Liquid crystals with periodic modulations of the birefringence can perform as photonic crystals, with the main examples being cholesteric liquid crystal [17] and cholesteric blue phases of type I and II [18, 19]. Light in liquid crystalline photonic crystals can be Bragg diffracted by the effective planes of periodically varying birefringence, which is determined by the periodic spatial variation of the molecular orientation profiles. Specifically, the average molecular orientation in liquid crystals determines the local optical axis with light polarization along the optical axis experiencing extraordinary refractive index and in perpendicular direction the ordinary refractive index. In photonic crystals, light can be decomposed into separate modes with specific wavelengths. Modes that interfere destructively with each other can not propagate inside the crystal and they form a photonic band gaps. For frequencies within these gaps, corresponding wave vector takes on imaginary values and light propagating along the crystal is exponentially attenuated. In liquid crystalline photonic crystals, the periodicity – i.e. the lattice constant – in the variation of the birefringence is at the scale of submicrons and microns, which is exactly the range of application-extensively-relevant optical frequencies [20]. More generally, photonic crystals are explored for their photonic phenomena like enhancement, attenuation or even suppression of spontaneous emission [21,22], high-reflecting omnidirectional mirrors [23–25], low loss waveguiding [20, 26], faster then laser on chip communication [27] and photonic micro-resonators [28].

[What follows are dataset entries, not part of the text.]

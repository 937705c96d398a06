use axum::{
    Json,
    http::StatusCode,
    response::{IntoResponse, Response},
};
use serde::Serialize;
use thiserror::Error;

#[derive(Debug, Error)]
pub enum AppError {
    #[error("Validation error: {0}")]
    ValidationError(#[from] validator::ValidationErrors),

    #[error("Bad request: {0}")]
    BadRequest(anyhow::Error),

    #[error("Not found: {0}")]
    NotFound(anyhow::Error),

    #[error("Conflict: {0}")]
    Conflict(String),

    #[error("Payload too large: {0}")]
    PayloadTooLarge(String),

    #[error("Internal server error: {0}")]
    InternalError(#[from] anyhow::Error),

    #[error("Bad Gateway: {0}")]
    BadGateway(String),

    #[error("Service Unavailable")]
    ServiceUnavailable,

    #[error("Database error: {0}")]
    DatabaseError(anyhow::Error),

    #[error("Storage error: {0}")]
    StorageError(anyhow::Error),

    #[error("Configuration error: {0}")]
    ConfigError(anyhow::Error),
}

impl AppError {
    pub fn bad_request(msg: impl Into<String>) -> Self {
        AppError::BadRequest(anyhow::anyhow!(msg.into()))
    }

    pub fn not_found(msg: impl Into<String>) -> Self {
        AppError::NotFound(anyhow::anyhow!(msg.into()))
    }
}

impl From<config::ConfigError> for AppError {
    fn from(err: config::ConfigError) -> Self {
        AppError::ConfigError(anyhow::Error::new(err))
    }
}

impl From<std::io::Error> for AppError {
    fn from(err: std::io::Error) -> Self {
        AppError::InternalError(anyhow::Error::new(err))
    }
}

impl From<mongodb::error::Error> for AppError {
    fn from(err: mongodb::error::Error) -> Self {
        AppError::DatabaseError(anyhow::Error::new(err))
    }
}

impl IntoResponse for AppError {
    fn into_response(self) -> Response {
        #[derive(Serialize)]
        struct ErrorResponse {
            error: String,
            #[serde(skip_serializing_if = "Option::is_none")]
            details: Option<String>,
        }

        let (status, error_message, details) = match self {
            AppError::ValidationError(err) => (
                StatusCode::UNPROCESSABLE_ENTITY,
                "Validation error".to_string(),
                Some(err.to_string()),
            ),
            AppError::BadRequest(err) => (StatusCode::BAD_REQUEST, err.to_string(), None),
            AppError::NotFound(err) => (StatusCode::NOT_FOUND, err.to_string(), None),
            AppError::Conflict(msg) => (StatusCode::CONFLICT, msg, None),
            AppError::PayloadTooLarge(msg) => (StatusCode::PAYLOAD_TOO_LARGE, msg, None),
            AppError::InternalError(err) => (
                StatusCode::INTERNAL_SERVER_ERROR,
                "Internal server error".to_string(),
                Some(format!("{:#}", err)),
            ),
            AppError::BadGateway(msg) => (
                StatusCode::BAD_GATEWAY,
                format!("Bad Gateway: {}", msg),
                None,
            ),
            AppError::ServiceUnavailable => (
                StatusCode::SERVICE_UNAVAILABLE,
                "Service unavailable".to_string(),
                None,
            ),
            AppError::DatabaseError(err) => (
                StatusCode::INTERNAL_SERVER_ERROR,
                "Database error".to_string(),
                Some(err.to_string()),
            ),
            AppError::StorageError(err) => (
                StatusCode::INTERNAL_SERVER_ERROR,
                "Storage error".to_string(),
                Some(err.to_string()),
            ),
            AppError::ConfigError(err) => (
                StatusCode::INTERNAL_SERVER_ERROR,
                "Configuration error".to_string(),
                Some(err.to_string()),
            ),
        };

        if status.is_server_error() {
            tracing::error!(status = status.as_u16(), details = ?details, "{}", error_message);
        }

        (
            status,
            Json(ErrorResponse {
                error: error_message,
                details,
            }),
        )
            .into_response()
    }
}

#[cfg(test)]
mod tests {
    use super::*;

    #[test]
    fn not_found_maps_to_404() {
        let response = AppError::not_found("Artisan not found").into_response();
        assert_eq!(response.status(), StatusCode::NOT_FOUND);
    }

    #[test]
    fn payload_too_large_maps_to_413() {
        let response = AppError::PayloadTooLarge("File too large".to_string()).into_response();
        assert_eq!(response.status(), StatusCode::PAYLOAD_TOO_LARGE);
    }

    #[test]
    fn validation_errors_map_to_422() {
        let mut errors = validator::ValidationErrors::new();
        errors.add("contact_number", validator::ValidationError::new("digits"));
        let response = AppError::from(errors).into_response();
        assert_eq!(response.status(), StatusCode::UNPROCESSABLE_ENTITY);
    }

    #[test]
    fn conflicts_map_to_409() {
        let response = AppError::Conflict("Product changed".to_string()).into_response();
        assert_eq!(response.status(), StatusCode::CONFLICT);
    }

    #[test]
    fn upstream_failures_map_to_502() {
        let response = AppError::BadGateway("gemini timed out".to_string()).into_response();
        assert_eq!(response.status(), StatusCode::BAD_GATEWAY);
    }
}
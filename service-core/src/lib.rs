//! service-core: Shared infrastructure for the artisan catalog services.
pub mod config;
pub mod error;
pub mod middleware;
pub mod observability;

pub use axum;
pub use mongodb;
pub use serde;
pub use serde_json;
pub use tokio;
pub use tower;
pub use tower_http;
pub use tracing;
pub use validator;
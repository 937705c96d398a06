pub mod artisan;
pub mod product;

pub use artisan::{Artisan, StorySource};
pub use product::Product;

/// Case-insensitive substring test used by every catalog backend.
///
/// An empty fragment matches everything.
pub fn matches_fragment(haystack: &str, fragment: &str) -> bool {
    let fragment = fragment.trim();
    fragment.is_empty() || haystack.to_lowercase().contains(&fragment.to_lowercase())
}
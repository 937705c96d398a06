use crate::startup::AppState;
use axum::{
    extract::{Path, State},
    http::header,
    response::IntoResponse,
};
use service_core::error::AppError;

fn content_type_for(key: &str) -> &'static str {
    let extension = key.rsplit_once('.').map(|(_, ext)| ext.to_lowercase());
    match extension.as_deref() {
        Some("jpg") | Some("jpeg") => "image/jpeg",
        Some("png") => "image/png",
        Some("gif") => "image/gif",
        Some("webp") => "image/webp",
        Some("bmp") => "image/bmp",
        _ => "application/octet-stream",
    }
}

/// Enhanced image of a product.
pub async fn get_image(
    State(state): State<AppState>,
    Path(product_id): Path<String>,
) -> Result<impl IntoResponse, AppError> {
    let product = state
        .catalog
        .get_product(&product_id)
        .await?
        .ok_or_else(|| AppError::not_found("Product not found"))?;

    if product.image_key.is_empty() {
        return Err(AppError::not_found("Image not found"));
    }

    let bytes = state.storage.download(&product.image_key).await?;

    Ok((
        [(header::CONTENT_TYPE, content_type_for(&product.image_key))],
        bytes,
    ))
}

Recently emergent liquid crystalline photonic structures are heliconical liquid crystals, which are characterized by the rotation of the local optical axis around a distinct helical axis at an oblique angle (see Fig. 1(a) [29]. They are similar to the established cholesteric liquid crystals, where the optical axis twists to form a helix, but the angle between the helix and the local optical axis is in heliconical liquid crystals not equal to π/2. The heliconical phase was realized in several experiments: in [30] with bent-core molecules, i.e. a pair of rigid monomers connected with a flexible aliphatic molecule, while in [31], dimeric molecules were employed. In both of the experiments, an intermediate twist-bend heliconical phase was observed with a pitch in the range of about 10 nm.

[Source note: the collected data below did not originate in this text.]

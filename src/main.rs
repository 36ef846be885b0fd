use clap::Parser;

use rusty_iris::args::Args;
use rusty_iris::camera::CameraSource;
use rusty_iris::config::AppConfig;
use rusty_iris::draw;
use rusty_iris::face_mesh::FaceMesh;
use rusty_iris::font;
use rusty_iris::fps::FpsCounter;
use rusty_iris::iris::IrisLandmark;
use rusty_iris::output::WindowOutput;
use rusty_iris::pipeline::IrisPipeline;
use rusty_iris::ttf::FontRenderer;

const FACE_DETECTOR_MODEL: &str = "models/face_detection.onnx";
const FACE_MESH_MODEL: &str = "models/face_mesh.onnx";
const IRIS_MODEL: &str = "models/iris_landmark.onnx";

fn main() -> anyhow::Result<()> {
    let args = Args::parse();

    if args.list {
        let cameras = nokhwa::query(nokhwa::utils::ApiBackend::Auto)?;
        println!("Available Cameras:");
        println!("{:<5} | {:<30} | {:<10}", "Index", "Name", "Misc");
        println!("{}", "-".repeat(60));
        for cam in cameras {
            println!(
                "{:<5} | {:<30} | {:?}",
                cam.index(),
                cam.human_name(),
                cam.misc()
            );
        }
        return Ok(());
    }

    // 0. Config
    let config = AppConfig::load()?;

    // 1. Camera
    let mut camera = CameraSource::new(args.device, args.width, args.height)?;
    println!("Using camera: {}", camera.name());

    // 2. Models
    let face_mesh = FaceMesh::new(
        FACE_DETECTOR_MODEL,
        FACE_MESH_MODEL,
        args.min_detection_confidence,
        args.max_num_faces,
    )?;
    let iris = IrisLandmark::new(IRIS_MODEL)?;
    let mut pipeline =
        IrisPipeline::new(Box::new(face_mesh), Box::new(iris)).with_failure_logging(args.verbose);

    // 3. Window
    let width = camera.width();
    let height = camera.height();
    let mut window = WindowOutput::new("Rusty Iris", width as usize, height as usize)?;

    let mut fps = FpsCounter::new(10);
    let font_renderer = FontRenderer::try_load(&config.ui.font_family);

    // Feature toggles (loaded from config)
    let mut show_landmarks = config.defaults.show_landmarks;
    let mut show_circle = config.defaults.show_circle;
    let mut show_regions = config.defaults.show_regions;
    let mut show_fps = config.defaults.show_fps;
    let mut mirror_mode = config.defaults.mirror_mode || args.mirror;

    let circle_color = draw::parse_hex(&config.ui.circle_color_hex);
    let point_color = draw::parse_hex(&config.ui.point_color_hex);
    let label_color = draw::parse_hex(&config.ui.label_color_hex);

    println!("Starting pipeline...");
    println!("Controls: [1] Landmarks [2] Circles [3] Regions [4] FPS [5] Mirror [ESC] Quit");

    // 4. Loop
    while window.is_open() && !window.is_key_down(minifb::Key::Escape) {
        let display_fps = fps.tick();

        // --- CAPTURE ---
        let mut frame = match camera.capture() {
            Ok(f) => f,
            Err(_) => continue,
        };
        if mirror_mode {
            image::imageops::flip_horizontal_in_place(&mut frame);
        }

        let (width, height) = frame.dimensions();
        let mut display_buffer = frame.to_vec();

        // --- INPUT ---
        for key in window.keys_pressed() {
            match key {
                minifb::Key::Key1 => show_landmarks = !show_landmarks,
                minifb::Key::Key2 => show_circle = !show_circle,
                minifb::Key::Key3 => show_regions = !show_regions,
                minifb::Key::Key4 => show_fps = !show_fps,
                minifb::Key::Key5 => mirror_mode = !mirror_mode,
                _ => {}
            }
        }

        // --- PROCESSING ---
        // A face-detector error skips this frame's annotations but keeps the
        // loop alive; per-eye failures are already handled inside.
        let tracks = match pipeline.process(&frame) {
            Ok(t) => t,
            Err(e) => {
                eprintln!("[Pipeline] {:#}", e);
                Vec::new()
            }
        };

        let draw_text = |buf: &mut [u8], x: usize, y: usize, txt: &str, col: (u8, u8, u8)| {
            if let Some(fr) = &font_renderer {
                fr.draw_text(
                    buf,
                    width as usize,
                    height as usize,
                    x,
                    y,
                    txt,
                    col,
                    config.ui.font_size_pt as f32,
                );
            } else {
                font::draw_text_line(
                    buf,
                    width as usize,
                    height as usize,
                    x,
                    y,
                    txt,
                    col,
                    config.ui.menu_scale,
                );
            }
        };

        // --- DRAWING ---
        for track in &tracks {
            if show_regions {
                for bbox in [&track.left_bbox, &track.right_bbox] {
                    draw::draw_rect_outline(
                        &mut display_buffer,
                        width as usize,
                        height as usize,
                        bbox,
                        (255, 255, 0),
                    );
                }
            }

            for (side, eye) in [("left", &track.left), ("right", &track.right)] {
                let Some(eye) = eye else { continue };

                if show_circle {
                    draw::draw_circle_outline(
                        &mut display_buffer,
                        width as usize,
                        height as usize,
                        &eye.circle,
                        circle_color,
                        2,
                    );

                    let label = format!("r:{}px", eye.circle.radius);
                    let lx = eye.circle.cx + (eye.circle.radius as f32 * 1.5) as i32;
                    let ly = eye.circle.cy + (eye.circle.radius as f32 * 0.5) as i32;
                    if lx >= 0 && ly >= 0 {
                        draw_text(&mut display_buffer, lx as usize, ly as usize, &label, label_color);
                    }
                }

                if show_landmarks {
                    for p in &eye.points {
                        draw::draw_point(
                            &mut display_buffer,
                            width as usize,
                            height as usize,
                            p.x,
                            p.y,
                            1,
                            point_color,
                        );
                    }
                }

                if args.verbose {
                    for p in &eye.points {
                        println!("{} eye ({}, {})", side, p.x, p.y);
                    }
                }
            }
        }

        if show_fps {
            draw_text(
                &mut display_buffer,
                10,
                10,
                &format!("FPS:{:.2}", display_fps),
                label_color,
            );
        }

        // --- MENU ---
        let menu_items = [
            ("1", "Landmarks", show_landmarks),
            ("2", "Circles", show_circle),
            ("3", "Regions", show_regions),
            ("4", "FPS", show_fps),
            ("5", "Mirror", mirror_mode),
        ];

        let line_height = if let Some(fr) = &font_renderer {
            fr.measure_height(config.ui.font_size_pt as f32) + 5
        } else {
            12 * config.ui.menu_scale
        };

        let mut y_start = height as usize / 2;
        for (key, label, active) in menu_items.iter() {
            let color = if *active { (0, 255, 0) } else { (255, 255, 255) };
            let status = if *active { "ON" } else { "OFF" };
            let text = format!("[{}] {} [{}]", key, label, status);
            draw_text(&mut display_buffer, 10, y_start, &text, color);
            y_start += line_height;
        }

        // --- WINDOW UPDATE ---
        window.update(&display_buffer)?;
    }

    Ok(())
}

Fig. 1 A sketch of the heliconical director structure. a) Representation of heliconical director profile in the region of one pitch p with z-direction as illustrated. b) A sketch of the index ellipsoid at an arbitrary z coordinate. Inscribed is the coordinate system along with the tilt angle θ and rotation angle φ. The ordinary n_o and extraordinary refractive index n_e are the semi-axes of the ellipsoid. Depicted are also the circular cross section of the ellipsoid with the plane orthogonal to its optical axis, and the elliptical cross section of the ellipsoid with the xy-plane, which is the incoming plane for the plane wave, used in all the simulations. The semi-axes of the xy-ellipse are the ordinary refractive index n_o and the effective extraordinary refractive index $n_{e}^{eff} (θ)$ (see Eq. (11)), which determine the optical response of the structure. c) Scheme of refraction between two birefringent layers.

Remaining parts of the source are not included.